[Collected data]
- Opening Delimiter -

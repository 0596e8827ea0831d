//! Record Validation and Sanitization
//!
//! Every write goes through two stages, in this order:
//!
//! 1. [`Validate::validate`] turns a raw client payload into a
//!    [`Validated<T>`], or rejects it with a field-addressed
//!    [`SharedError::ValidationError`].
//! 2. An entity-specific `sanitize` method, defined only on `Validated<T>`,
//!    trims and HTML-escapes free text and produces a [`Sanitized<T>`].
//!
//! Repositories accept only `Sanitized<T>`, so neither stage can be skipped
//! or run out of order. Both wrappers can only be built inside this crate.

pub mod blog;
pub mod doctor;
pub mod user;

use crate::shared::error::SharedError;

pub use blog::EXCERPT_CHARS;
pub use user::{UserDraft, UserRecord, MIN_PASSWORD_CHARS};

/// A value that passed its entity's validation rules
#[derive(Debug, Clone, PartialEq, Eq)]
pub struct Validated<T>(T);

impl<T> Validated<T> {
    pub(crate) fn new(value: T) -> Self {
        Self(value)
    }

    pub fn get(&self) -> &T {
        &self.0
    }

    pub(crate) fn into_inner(self) -> T {
        self.0
    }
}

/// A validated value whose free text has been cleaned for persistence
#[derive(Debug, Clone, PartialEq, Eq)]
pub struct Sanitized<T>(T);

impl<T> Sanitized<T> {
    pub(crate) fn new(value: T) -> Self {
        Self(value)
    }

    pub fn get(&self) -> &T {
        &self.0
    }

    pub fn into_inner(self) -> T {
        self.0
    }
}

/// Field-level validation of a raw payload
pub trait Validate {
    type Output;

    fn validate(self) -> Result<Validated<Self::Output>, SharedError>;
}

/// Fail with `"<field> is required"` when the value is blank after trimming
pub(crate) fn require(field: &str, value: &str) -> Result<(), SharedError> {
    if value.trim().is_empty() {
        return Err(SharedError::validation(field, format!("{} is required", field)));
    }
    Ok(())
}

/// Fail with `"invalid email format"` unless the trimmed value looks like
/// `local@domain.tld`; blank values are left to [`require`]
pub(crate) fn check_email_format(field: &str, value: &str) -> Result<(), SharedError> {
    let value = value.trim();
    if value.is_empty() {
        return Ok(());
    }

    let well_formed = match value.split_once('@') {
        Some((local, domain)) => {
            !local.is_empty()
                && !domain.contains('@')
                && domain.contains('.')
                && !domain.starts_with('.')
                && !domain.ends_with('.')
                && !value.chars().any(char::is_whitespace)
        }
        None => false,
    };

    if !well_formed {
        return Err(SharedError::validation(field, "invalid email format"));
    }
    Ok(())
}

/// Trim, then escape HTML-significant characters (including quotes)
pub(crate) fn clean(value: &str) -> String {
    html_escape::encode_quoted_attribute(value.trim()).into_owned()
}
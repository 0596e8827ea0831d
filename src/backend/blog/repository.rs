/**
 * Blog Post Repository
 *
 * CRUD and lifecycle operations for blog posts. Every write runs
 * validate → sanitize before touching the store.
 *
 * # Publish Lifecycle
 *
 * `published_at` is set once, at the first transition into `published`
 * (on create, update or publish). Unpublishing moves the post back to
 * `draft` and keeps the original `published_at`.
 */

use chrono::Utc;

use crate::backend::db::{Conditions, Database, Statement};
use crate::backend::error::BackendError;
use crate::shared::models::{
    BlogPost, BlogPostFilter, BlogPostInput, BlogSortField, BlogStats, PostStatus, SortOrder,
};
use crate::shared::validation::{clean, Validate};

const POST_SELECT: &str = "SELECT bp.id, bp.title, bp.content, bp.excerpt, bp.thumbnail, bp.author_id, \
     COALESCE(u.username, '') AS author_name, bp.status, bp.category, bp.tags, bp.view_count, \
     bp.created_at, bp.updated_at, bp.published_at \
     FROM blog_posts bp LEFT JOIN users u ON bp.author_id = u.id";

#[derive(Debug, Clone)]
pub struct BlogRepository {
    db: Database,
}

impl BlogRepository {
    pub fn new(db: Database) -> Self {
        Self { db }
    }

    /// Validate, sanitize and insert a post
    ///
    /// # Errors
    ///
    /// * `Validation` - blank title/content, missing author, bad status, or
    ///   an `author_id` with no matching user
    pub async fn create(&self, input: BlogPostInput) -> Result<BlogPost, BackendError> {
        let post = input.validate()?.sanitize().into_inner();
        let now = Utc::now();
        let published_at = (post.status == PostStatus::Published).then_some(now);

        let mut stmt = self.db.statement();
        stmt.push(
            "INSERT INTO blog_posts (title, content, excerpt, thumbnail, author_id, status, \
             category, tags, view_count, created_at, updated_at, published_at) VALUES (",
        )
        .push_bind(post.title)
        .push(", ")
        .push_bind(post.content)
        .push(", ")
        .push_bind(post.excerpt)
        .push(", ")
        .push_bind(post.thumbnail)
        .push(", ")
        .push_bind(post.author_id)
        .push(", ")
        .push_bind(post.status.as_str())
        .push(", ")
        .push_bind(post.category)
        .push(", ")
        .push_bind(post.tags)
        .push(", 0, ")
        .push_bind(now)
        .push(", ")
        .push_bind(now)
        .push(", ")
        .push_bind(published_at)
        .push(")")
        .push(self.db.dialect().returning_id());

        let id = self.db.insert(&stmt).await?;
        tracing::info!("Created blog post {}", id);
        self.get_by_id(id).await
    }

    /// Replace a post's editable fields
    ///
    /// The author, view count and creation time are kept from the stored
    /// post regardless of the input.
    pub async fn update(&self, id: i64, mut input: BlogPostInput) -> Result<BlogPost, BackendError> {
        let existing = self.get_by_id(id).await?;
        input.author_id = existing.author_id;

        let post = input.validate()?.sanitize().into_inner();
        let now = Utc::now();
        let first_publish = (post.status == PostStatus::Published).then_some(now);

        let mut stmt = self.db.statement();
        stmt.push("UPDATE blog_posts SET title = ")
            .push_bind(post.title)
            .push(", content = ")
            .push_bind(post.content)
            .push(", excerpt = ")
            .push_bind(post.excerpt)
            .push(", thumbnail = ")
            .push_bind(post.thumbnail)
            .push(", status = ")
            .push_bind(post.status.as_str())
            .push(", category = ")
            .push_bind(post.category)
            .push(", tags = ")
            .push_bind(post.tags)
            .push(", updated_at = ")
            .push_bind(now)
            .push(", published_at = COALESCE(published_at, ")
            .push_bind(first_publish)
            .push(") WHERE id = ")
            .push_bind(id);

        self.execute_on(id, &stmt).await?;
        tracing::info!("Updated blog post {}", id);
        self.get_by_id(id).await
    }

    pub async fn delete(&self, id: i64) -> Result<(), BackendError> {
        let mut stmt = self.db.statement();
        stmt.push("DELETE FROM blog_posts WHERE id = ").push_bind(id);

        self.execute_on(id, &stmt).await?;
        tracing::info!("Deleted blog post {}", id);
        Ok(())
    }

    /// Fetch one post, any status, with its author's username
    pub async fn get_by_id(&self, id: i64) -> Result<BlogPost, BackendError> {
        let mut stmt = self.db.statement();
        stmt.push(POST_SELECT).push(" WHERE bp.id = ").push_bind(id);

        self.db
            .fetch_optional(&stmt)
            .await?
            .ok_or(BackendError::NotFound("blog post"))
    }

    /// Filtered, sorted, paginated listing
    ///
    /// Defaults to newest first. Offset only applies together with a limit.
    pub async fn list(&self, filter: &BlogPostFilter) -> Result<Vec<BlogPost>, BackendError> {
        let mut stmt = self.db.statement();
        stmt.push(POST_SELECT);

        let mut conds = Conditions::new();
        if let Some(status) = filter.status {
            conds.next(&mut stmt).push("bp.status = ").push_bind(status.as_str());
        }
        // Filter values are compared in their stored, escaped form
        if let Some(category) = &filter.category {
            conds.next(&mut stmt).push("bp.category = ").push_bind(clean(category));
        }
        if let Some(author_id) = filter.author_id {
            conds.next(&mut stmt).push("bp.author_id = ").push_bind(author_id);
        }
        if let Some(search) = filter.search.as_deref().map(clean) {
            conds.next(&mut stmt).push("(");
            stmt.push_contains("bp.title", &search)
                .push(" OR ")
                .push_contains("bp.content", &search)
                .push(")");
        }

        let column = filter.sort_by.unwrap_or(BlogSortField::CreatedAt).column();
        let order = filter.sort_order.unwrap_or(SortOrder::Desc).as_sql();
        stmt.push(&format!(" ORDER BY bp.{} {}, bp.id {}", column, order, order));

        if let Some(limit) = filter.limit {
            stmt.push(" LIMIT ").push_bind(limit);
            if let Some(offset) = filter.offset.filter(|o| *o > 0) {
                stmt.push(" OFFSET ").push_bind(offset);
            }
        }

        Ok(self.db.fetch_all(&stmt).await?)
    }

    /// Add one view in a single atomic statement
    pub async fn increment_view_count(&self, id: i64) -> Result<(), BackendError> {
        let mut stmt = self.db.statement();
        stmt.push("UPDATE blog_posts SET view_count = view_count + 1 WHERE id = ")
            .push_bind(id);

        self.execute_on(id, &stmt).await
    }

    /// Move a post to `published`, stamping `published_at` only the first time
    pub async fn publish(&self, id: i64) -> Result<BlogPost, BackendError> {
        let now = Utc::now();
        let mut stmt = self.db.statement();
        stmt.push("UPDATE blog_posts SET status = ")
            .push_bind(PostStatus::Published.as_str())
            .push(", updated_at = ")
            .push_bind(now)
            .push(", published_at = COALESCE(published_at, ")
            .push_bind(now)
            .push(") WHERE id = ")
            .push_bind(id);

        self.execute_on(id, &stmt).await?;
        tracing::info!("Published blog post {}", id);
        self.get_by_id(id).await
    }

    /// Move a post back to `draft`
    pub async fn unpublish(&self, id: i64) -> Result<BlogPost, BackendError> {
        let mut stmt = self.db.statement();
        stmt.push("UPDATE blog_posts SET status = ")
            .push_bind(PostStatus::Draft.as_str())
            .push(", updated_at = ")
            .push_bind(Utc::now())
            .push(" WHERE id = ")
            .push_bind(id);

        self.execute_on(id, &stmt).await?;
        tracing::info!("Unpublished blog post {}", id);
        self.get_by_id(id).await
    }

    /// Totals across all posts; an empty table yields zeros
    pub async fn stats(&self) -> Result<BlogStats, BackendError> {
        let mut stmt = self.db.statement();
        stmt.push("SELECT CAST(COUNT(*) AS BIGINT) AS total_posts, ")
            .push("CAST(COALESCE(SUM(CASE WHEN status = ")
            .push_bind(PostStatus::Published.as_str())
            .push(" THEN 1 ELSE 0 END), 0) AS BIGINT) AS published_posts, ")
            .push("CAST(COALESCE(SUM(CASE WHEN status = ")
            .push_bind(PostStatus::Draft.as_str())
            .push(" THEN 1 ELSE 0 END), 0) AS BIGINT) AS draft_posts, ")
            .push("CAST(COALESCE(SUM(view_count), 0) AS BIGINT) AS total_views ")
            .push("FROM blog_posts");

        Ok(self.db.fetch_one(&stmt).await?)
    }

    /// Run a statement that must touch the row `id`
    async fn execute_on(&self, id: i64, stmt: &Statement) -> Result<(), BackendError> {
        if self.db.execute(stmt).await? == 0 {
            tracing::debug!("No blog post with id {}", id);
            return Err(BackendError::NotFound("blog post"));
        }
        Ok(())
    }
}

- Closing Delimiter -

Which lines of the entries above contain the word "conds"? Copy each of them.

RESPONSE TO THE EXERCISE.
        let mut conds = Conditions::new();
            conds.next(&mut stmt).push("bp.status = ").push_bind(status.as_str());
            conds.next(&mut stmt).push("bp.category = ").push_bind(clean(category));
            conds.next(&mut stmt).push("bp.author_id = ").push_bind(author_id);
            conds.next(&mut stmt).push("(");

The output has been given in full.